Section 11.4 Reliance by Agent. Each Agent shall be entitled to rely upon, and shall not incur any liability for relying upon, any notice, request, certificate, consent, statement, instrument, document or other writing (including any writing sent through electronic mail) sent by a Loan Party believed by it to be genuine and to have been signed, sent or otherwise authenticated by the proper Person. In determining compliance with any condition hereunder to the making of a Loan, that by its terms must be fulfilled to the satisfaction of a Lender, each Agent may presume that such condition is satisfactory to such Lender unless such Agent shall have received written notice to the contrary from such Lender prior to the making of such Loan. Each Agent may consult with legal counsel (who may be counsel for the Borrower), independent accountants and other experts selected by it, and shall not be liable for any action taken or not taken by it in accordance with the advice of any such counsel, accountants or experts.
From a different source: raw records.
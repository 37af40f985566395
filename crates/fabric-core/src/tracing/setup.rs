//! Subscriber installation for binaries and tests that embed the engine.

use std::sync::Once;

use tracing_subscriber::{fmt, prelude::*, EnvFilter};

use crate::constants::{DEFAULT_LOG_FILTER, LOG_ENV_VAR};

static INIT: Once = Once::new();

/// Parses per-module directives such as `fabric_analysis=debug,fabric_core=warn`.
///
/// Missing or unparsable directives fall back to [`DEFAULT_LOG_FILTER`].
pub fn log_filter(directives: Option<&str>) -> EnvFilter {
    directives
        .and_then(|directives| EnvFilter::try_new(directives).ok())
        .unwrap_or_else(|| EnvFilter::new(DEFAULT_LOG_FILTER))
}

/// Installs a fmt subscriber filtered by `FABRIC_LOG`.
///
/// Only the first call does anything. When the embedding service already
/// installed a global subscriber, that one stays and receives a debug event.
pub fn init_tracing() {
    INIT.call_once(|| {
        let directives = std::env::var(LOG_ENV_VAR).ok();
        let installed = tracing_subscriber::registry()
            .with(
                fmt::layer()
                    .with_target(true)
                    .with_thread_ids(true)
                    .with_line_number(true),
            )
            .with(log_filter(directives.as_deref()))
            .try_init();

        if let Err(err) = installed {
            tracing::debug!(error = %err, "global subscriber already set, keeping it");
        }
    });
}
Section 11.5 Delegation of Duties. Each Agent may perform any and all of their duties and exercise their rights and powers hereunder or under any other Loan Document by or through any one or more sub-agents appointed by such Agent. Each Agent and any such sub-agent may perform any and all of its duties and exercise its rights and powers by or through their respective Related Parties. The exculpatory provisions of this Article shall apply to any such sub-agent and to the Related Parties of any Agent and any such sub-agent, and shall apply to their respective activities in connection with the syndication of the credit facilities provided for herein as well as activities as such an Agent.

Section 11.6 Resignation or Removal of the Administrative Agent or Collateral Agent.

(a) The Administrative Agent may at any time give written notice of its resignation to the Lenders and the Borrower to be effective not earlier than thirty (30) days from the date of such notice.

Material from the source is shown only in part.